23, 28 September and 1 October 2015
During a routine inspection
The inspection took place on 23, 28 September and 1 October 2015 and was announced. We previously inspected the service in April 2014 and did not identify any concerns or breaches of regulations.
Bluebird Care is domiciliary agency that provides personal care to 42 people receiving personal care living in their own homes in Ottery St Mary, Honiton, Sidmouth, Whimple and the surrounding areas of East Devon.
This location is required to have a registered manager as a condition of its registration. It currently does not have a registered manager. However a new manager was recruited three months ago and has now applied to register. A registered manager is a person who has registered with the Care Quality Commission to manage the service. Like registered providers, they are ‘registered persons’. Registered persons have legal responsibility for meeting the requirements in the Health and Social Care Act 2008 and associated Regulations about how the service is run.
People’s legal rights were not fully protected. Where people might lack capacity for day to day decision making, staff did not carry an assessment of mental capacity to establish whether they had the ability to consent to their care and treatment. Records were unclear about what day to decisions people could make for themselves and about what decisions people might need support with. Staff were not implementing the provider’s consent and mental capacity policy.
People were consulted and involved in assessing their care needs and signed their care plans to confirm they agreed with them. Risk assessments were carried out for each person, which identified steps staff needed to take to promote their safety and welfare. Staff were aware of these risks and were taking the steps needed to reduce risks and keep the person safe.
Staff knew about the signs of abuse and where concerns about suspected abuse were identified, they reported them to the local authority safeguarding team. The service worked closely with health and social care professionals to implement measures to safeguard people.
People received their medicines on time and in a safe way.
The agency had robust recruitment procedures in place for recruiting new staff. Previously, there had been some difficulties with staffing at the agency which meant there had been some concerns about reliability. In response, the provider had reduced the number of care packages provided to ensure the safety and quality of the service and people reported recent improvements. Staff arrived on time and stayed for the agreed length of time. Four new staff had recently been recruited and were undergoing a period of induction.
Most people and relatives thought staff had the appropriate skills and training to carry out their role. However, some relatives and professionals identified additional training needs. Staff also identified additional training needs in managing medicines, dementia, and in end of life care. The provider had comprehensive training arrangements for staff. However, most staff we spoke with were in their first year of employment and so far had only completed their induction training. The manager was aware of their additional training needs and further staff training was planned.
People were supported to maintain their health. Where any deterioration was identified, they were referred to health professionals for advice which staff followed.
People known to the agency as at risk of malnutrition or dehydration were supported and encouraged to eat and drink regularly.
People had developed positive and caring relationships with staff. They confirmed that staff treated them as an individual, respected their privacy and treated them with dignity and respect.
People were consulted and involved in their care plans and signed them to confirm they agreed with their content.
People’s care was individualised to their needs. Care records had detailed information about each person, their needs and preferences and what mattered to them. Care plans were reviewed and updated regularly although some lacked detail for people with complex needs, which the manager was aware of and was working to improve.

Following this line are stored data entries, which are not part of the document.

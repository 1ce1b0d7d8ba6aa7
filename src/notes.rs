//! Task notes: markdown files with a flat frontmatter block.

use crate::canvas_file::{SavedArtifact, WriteOutcome, artifact_path};
use crate::error::{CanvasError, Result};
use crate::ir::{Column, Priority, TaskRecord};
use crate::store::Vault;
use chrono::NaiveDate;
use log::{debug, info};
use once_cell::sync::Lazy;
use regex::Regex;
use serde::{Deserialize, Serialize};
use serde_json::Value;
use std::collections::BTreeMap;

static PLACEHOLDER_RE: Lazy<Regex> = Lazy::new(|| Regex::new(r"\{\{\s*(\w+)\s*\}\}").unwrap());
static FRONTMATTER_RE: Lazy<Regex> =
    Lazy::new(|| Regex::new(r"(?s)\A---\r?\n(.*?)\r?\n---(?:\r?\n|\z)").unwrap());

#[derive(Debug, Clone, Default, PartialEq, Eq, Serialize, Deserialize)]
pub struct TaskNote {
    pub title: String,
    #[serde(default)]
    pub description: String,
    #[serde(default)]
    pub status: Option<String>,
    #[serde(default)]
    pub priority: Option<String>,
    #[serde(default)]
    pub due: Option<String>,
}

impl TaskNote {
    pub fn new(title: impl Into<String>) -> Self {
        Self {
            title: title.into(),
            ..Self::default()
        }
    }

    pub fn column(&self) -> Column {
        Column::from_status(self.status.as_deref().unwrap_or_default())
    }

    pub fn priority(&self) -> Priority {
        self.priority
            .as_deref()
            .and_then(Priority::from_token)
            .unwrap_or(Priority::Medium)
    }

    pub fn to_record(&self) -> TaskRecord {
        TaskRecord {
            title: self.title.clone(),
            column: self.column(),
            priority: self.priority(),
        }
    }
}

/// Fills `{{key}}` placeholders. Unknown keys render empty.
pub fn render_note(template: &str, note: &TaskNote, date: NaiveDate) -> String {
    PLACEHOLDER_RE
        .replace_all(template, |caps: &regex::Captures| match &caps[1] {
            "title" => note.title.clone(),
            "description" => note.description.clone(),
            "status" => note.status.clone().unwrap_or_else(|| "todo".to_string()),
            "priority" => note.priority().as_str().to_string(),
            "due" => note.due.clone().unwrap_or_default(),
            "date" => date.format("%Y-%m-%d").to_string(),
            _ => String::new(),
        })
        .into_owned()
}

/// Writes `<folder>/<title>.md`. Unlike canvases, an existing note is an
/// error unless `overwrite` is set.
pub fn create_task_note<V: Vault + ?Sized>(
    vault: &V,
    folder: &str,
    template: &str,
    note: &TaskNote,
    overwrite: bool,
) -> Result<SavedArtifact> {
    if note.title.trim().is_empty() {
        return Err(CanvasError::InvalidRequest("task note needs a title".to_string()));
    }
    let path = artifact_path(folder, &note.title, "md");
    let exists = vault.file_exists(&path)?;
    if exists && !overwrite {
        return Err(CanvasError::ArtifactExists(path));
    }
    let contents = render_note(template, note, chrono::Local::now().date_naive());
    vault.write_file(&path, &contents)?;
    info!("wrote task note {path}");
    Ok(SavedArtifact {
        path,
        outcome: if exists {
            WriteOutcome::Updated
        } else {
            WriteOutcome::Created
        },
    })
}

/// Flat `key: value` pairs from a leading `---` block.
pub fn parse_frontmatter(text: &str) -> BTreeMap<String, String> {
    let mut fields = BTreeMap::new();
    let Some(caps) = FRONTMATTER_RE.captures(text) else {
        return fields;
    };
    for line in caps[1].lines() {
        let Some((key, value)) = line.split_once(':') else {
            continue;
        };
        let key = key.trim();
        if key.is_empty() || key.starts_with('#') {
            continue;
        }
        let value = value.trim().trim_matches(|c| c == '"' || c == '\'');
        fields.insert(key.to_string(), value.to_string());
    }
    fields
}

/// Reads a note back into a task. The file stem stands in for a missing title.
pub fn note_from_markdown(stem: &str, text: &str) -> TaskNote {
    let mut fields = parse_frontmatter(text);
    let non_empty = |value: Option<String>| value.filter(|v| !v.is_empty());
    TaskNote {
        title: non_empty(fields.remove("title")).unwrap_or_else(|| stem.to_string()),
        description: String::new(),
        status: non_empty(fields.remove("status")),
        priority: non_empty(fields.remove("priority")),
        due: non_empty(fields.remove("due")),
    }
}

/// Every markdown note directly inside `folder`, as tasks.
pub fn collect_task_notes<V: Vault + ?Sized>(vault: &V, folder: &str) -> Result<Vec<TaskNote>> {
    let mut notes = Vec::new();
    for entry in vault.list_files(folder)? {
        if entry.extension.as_deref() != Some("md") {
            continue;
        }
        let text = vault.read_file(&entry.path)?;
        let stem = entry.name.trim_end_matches(".md");
        notes.push(note_from_markdown(stem, &text));
    }
    debug!("collected {} task notes from {folder}", notes.len());
    Ok(notes)
}

/// Accepts `[{...}]` or `{"tasks": [{...}]}`; entries without a title are skipped.
pub fn parse_task_list(value: &Value) -> Result<Vec<TaskNote>> {
    let items = match value {
        Value::Array(items) => items,
        Value::Object(map) => map
            .get("tasks")
            .and_then(Value::as_array)
            .ok_or_else(|| CanvasError::UpstreamGeneration("reply has no task list".to_string()))?,
        _ => {
            return Err(CanvasError::UpstreamGeneration(
                "reply is not a task list".to_string(),
            ));
        }
    };
    Ok(items
        .iter()
        .filter_map(|item| serde_json::from_value::<TaskNote>(item.clone()).ok())
        .filter(|note| !note.title.trim().is_empty())
        .collect())
}
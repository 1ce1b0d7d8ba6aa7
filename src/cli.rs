use crate::config::{Config, load_config};
use crate::ir::Archetype;
use crate::layout::Graph;
use crate::llm::TextGenerator;
use crate::notes::TaskNote;
use crate::render::{render_svg, write_output_svg};
use crate::server::ToolServer;
use crate::service::{CanvasRequest, CanvasService};
use crate::store::FsVault;
use anyhow::{Context, Result};
use clap::{Parser, Subcommand, ValueEnum};
use std::io::{self, Read};
use std::path::{Path, PathBuf};

#[derive(Parser, Debug)]
#[command(name = "vcanvas", version, about = "Task notes and canvas diagrams for markdown vaults")]
pub struct Args {
    /// Config JSON file
    #[arg(short = 'c', long = "config", global = true)]
    pub config: Option<PathBuf>,

    /// Vault root (overrides the config file)
    #[arg(long = "vault", global = true)]
    pub vault: Option<PathBuf>,

    /// Debug logging to stderr
    #[arg(short = 'v', long = "verbose", global = true)]
    pub verbose: bool,

    #[command(subcommand)]
    pub command: Command,
}

#[derive(Subcommand, Debug)]
pub enum Command {
    /// Lay out a description and print it without touching the vault
    Layout {
        /// taskboard, riskmatrix, mindmap or personnel; detected when omitted
        #[arg(short = 'a', long = "archetype")]
        archetype: Option<Archetype>,
        /// Input file or '-' for stdin
        #[arg(short = 'i', long = "input")]
        input: Option<PathBuf>,
        #[arg(short = 'o', long = "output")]
        output: Option<PathBuf>,
        #[arg(short = 'e', long = "outputFormat", value_enum, default_value = "canvas")]
        output_format: OutputFormat,
    },
    /// Create or update a canvas in the vault
    Canvas {
        #[arg(short = 'a', long = "archetype")]
        archetype: Option<Archetype>,
        #[arg(short = 'i', long = "input")]
        input: Option<PathBuf>,
        #[arg(short = 'n', long = "name")]
        name: Option<String>,
        #[arg(long = "folder")]
        folder: Option<String>,
        /// Ask the language model for content instead of extracting it locally
        #[arg(short = 'g', long = "generate")]
        generate: bool,
    },
    /// Write a task note, or several with --generate
    Note {
        #[arg(short = 't', long = "title", required_unless_present = "generate")]
        title: Option<String>,
        #[arg(short = 'd', long = "description", default_value = "")]
        description: String,
        #[arg(long = "status")]
        status: Option<String>,
        #[arg(short = 'p', long = "priority")]
        priority: Option<String>,
        #[arg(long = "due")]
        due: Option<String>,
        #[arg(long = "overwrite")]
        overwrite: bool,
        /// Split the input description into notes with the language model
        #[arg(short = 'g', long = "generate")]
        generate: bool,
        #[arg(short = 'i', long = "input")]
        input: Option<PathBuf>,
    },
    /// Build a task board canvas from the notes in a folder
    Board {
        #[arg(long = "folder")]
        folder: Option<String>,
        #[arg(short = 'n', long = "name", default_value = "Task Board")]
        name: String,
    },
    /// Serve vault tools as JSON-RPC over stdin/stdout
    Serve {
        /// Disable the language model; canvases are always extracted locally
        #[arg(long = "offline")]
        offline: bool,
    },
}

#[derive(ValueEnum, Debug, Clone, Copy)]
pub enum OutputFormat {
    Canvas,
    Svg,
    Png,
}

pub fn run() -> Result<()> {
    let args = Args::parse();
    init_logging(args.verbose);

    let mut config = load_config(args.config.as_deref())?;
    if let Some(root) = args.vault {
        config.vault.root = root;
    }

    match args.command {
        Command::Layout {
            archetype,
            input,
            output,
            output_format,
        } => {
            let description = read_input(input.as_deref())?;
            let archetype = archetype.unwrap_or_else(|| Archetype::detect(&description));
            let service = vault_service(config);
            let graph = service.layout_from_text(archetype, &description);
            write_graph(&graph, service.config(), output_format, output.as_deref())
        }
        Command::Canvas {
            archetype,
            input,
            name,
            folder,
            generate,
        } => {
            let request = CanvasRequest {
                description: read_input(input.as_deref())?,
                name,
                archetype,
                folder,
            };
            let service = vault_service(config);
            let outcome = if generate {
                let generator = model(service.config())?;
                service.generate_canvas(generator.as_ref(), &request)?
            } else {
                service.create_canvas(&request)?
            };
            println!("{}", serde_json::to_string_pretty(&outcome)?);
            Ok(())
        }
        Command::Note {
            title,
            description,
            status,
            priority,
            due,
            overwrite,
            generate,
            input,
        } => {
            let service = vault_service(config);
            let saved = if generate {
                let description = read_input(input.as_deref())?;
                let generator = model(service.config())?;
                service.generate_task_notes(generator.as_ref(), &description, overwrite)?
            } else {
                let note = TaskNote {
                    title: title.unwrap_or_default(),
                    description,
                    status,
                    priority,
                    due,
                };
                vec![service.create_task_note(&note, overwrite)?]
            };
            println!("{}", serde_json::to_string_pretty(&saved)?);
            Ok(())
        }
        Command::Board { folder, name } => {
            let service = vault_service(config);
            let outcome = service.taskboard_from_notes(folder.as_deref(), &name)?;
            println!("{}", serde_json::to_string_pretty(&outcome)?);
            Ok(())
        }
        Command::Serve { offline } => {
            let service = vault_service(config);
            let generator = if offline { None } else { model(service.config()).ok() };
            if generator.is_none() {
                log::warn!("no language model available, create_canvas will extract locally");
            }
            let server = ToolServer::new(&service, generator.as_deref());
            server.serve(io::stdin().lock(), io::stdout().lock())?;
            Ok(())
        }
    }
}

fn init_logging(verbose: bool) {
    let default_level = if verbose { "debug" } else { "warn" };
    env_logger::Builder::from_env(env_logger::Env::default().default_filter_or(default_level))
        .target(env_logger::Target::Stderr)
        .init();
}

fn vault_service(config: Config) -> CanvasService<FsVault> {
    let vault = FsVault::new(config.vault.root.clone());
    CanvasService::new(config, vault)
}

#[cfg(feature = "llm")]
fn model(config: &Config) -> Result<Box<dyn TextGenerator>> {
    let client = crate::llm::AnthropicClient::from_env(&config.llm)?;
    Ok(Box::new(client))
}

#[cfg(not(feature = "llm"))]
fn model(_config: &Config) -> Result<Box<dyn TextGenerator>> {
    anyhow::bail!("built without the llm feature")
}

fn write_graph(graph: &Graph, config: &Config, format: OutputFormat, output: Option<&Path>) -> Result<()> {
    match format {
        OutputFormat::Canvas => {
            let json = crate::canvas_file::to_canvas_json(graph)?;
            match output {
                Some(path) => std::fs::write(path, json)?,
                None => println!("{json}"),
            }
        }
        OutputFormat::Svg => write_output_svg(&render_svg(graph, &config.theme), output)?,
        OutputFormat::Png => write_png(graph, config, output)?,
    }
    Ok(())
}

#[cfg(feature = "png")]
fn write_png(graph: &Graph, config: &Config, output: Option<&Path>) -> Result<()> {
    let output = output.context("Output path required for png output")?;
    crate::render::write_output_png(&render_svg(graph, &config.theme), output, &config.theme)
}

#[cfg(not(feature = "png"))]
fn write_png(_graph: &Graph, _config: &Config, _output: Option<&Path>) -> Result<()> {
    anyhow::bail!("built without the png feature")
}

fn read_input(path: Option<&Path>) -> Result<String> {
    if let Some(path) = path
        && path != Path::new("-")
    {
        return std::fs::read_to_string(path).with_context(|| format!("reading {}", path.display()));
    }
    let mut buf = String::new();
    io::stdin().read_to_string(&mut buf)?;
    Ok(buf)
}

#[cfg(test)]
mod tests {
    use super::*;
    use clap::CommandFactory;

    #[test]
    fn cli_definition_is_valid() {
        Args::command().debug_assert();
    }

    #[test]
    fn parses_subcommands() {
        let args = Args::try_parse_from(["vcanvas", "-v", "layout", "-a", "risk-matrix", "-e", "svg"]).unwrap();
        assert!(args.verbose);
        match args.command {
            Command::Layout {
                archetype, output_format, ..
            } => {
                assert_eq!(archetype, Some(Archetype::RiskMatrix));
                assert!(matches!(output_format, OutputFormat::Svg));
            }
            other => panic!("unexpected {other:?}"),
        }

        assert!(Args::try_parse_from(["vcanvas", "note"]).is_err());
        assert!(Args::try_parse_from(["vcanvas", "note", "--generate"]).is_ok());
        assert!(Args::try_parse_from(["vcanvas", "layout", "-a", "pie"]).is_err());
    }

    #[test]
    fn reads_input_files() {
        let dir = tempfile::tempdir().unwrap();
        let path = dir.path().join("plan.md");
        std::fs::write(&path, "- ship").unwrap();
        assert_eq!(read_input(Some(&path)).unwrap(), "- ship");
        assert!(read_input(Some(&dir.path().join("missing.md"))).is_err());
    }
}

People knew how to raise any concerns or complaints and felt confident to do so. Where concerns were raised these were investigated and remedial action taken to make improvements. The provider was open and honest where mistakes were made, and offered apologies.
The culture of the service was open and care and office staff worked well together as a team. People and staff were very positive about the new manager and the improvements made at the branch since their arrival.
The provider had a range of quality monitoring systems within and external to the branch. These included a range of audits, questionnaires and checks on care and other records at the branch office and monitoring complaints and incidents. Where concerns or areas needing further improvement were identified, they were aware of them and were working to improve them.
The provider used a range of good practice initiatives to raise standards of care and promote good practice. These included recognising and rewarding staff and leadership and management development.
You can see what action we told the provider to take at the back of the full version of the report.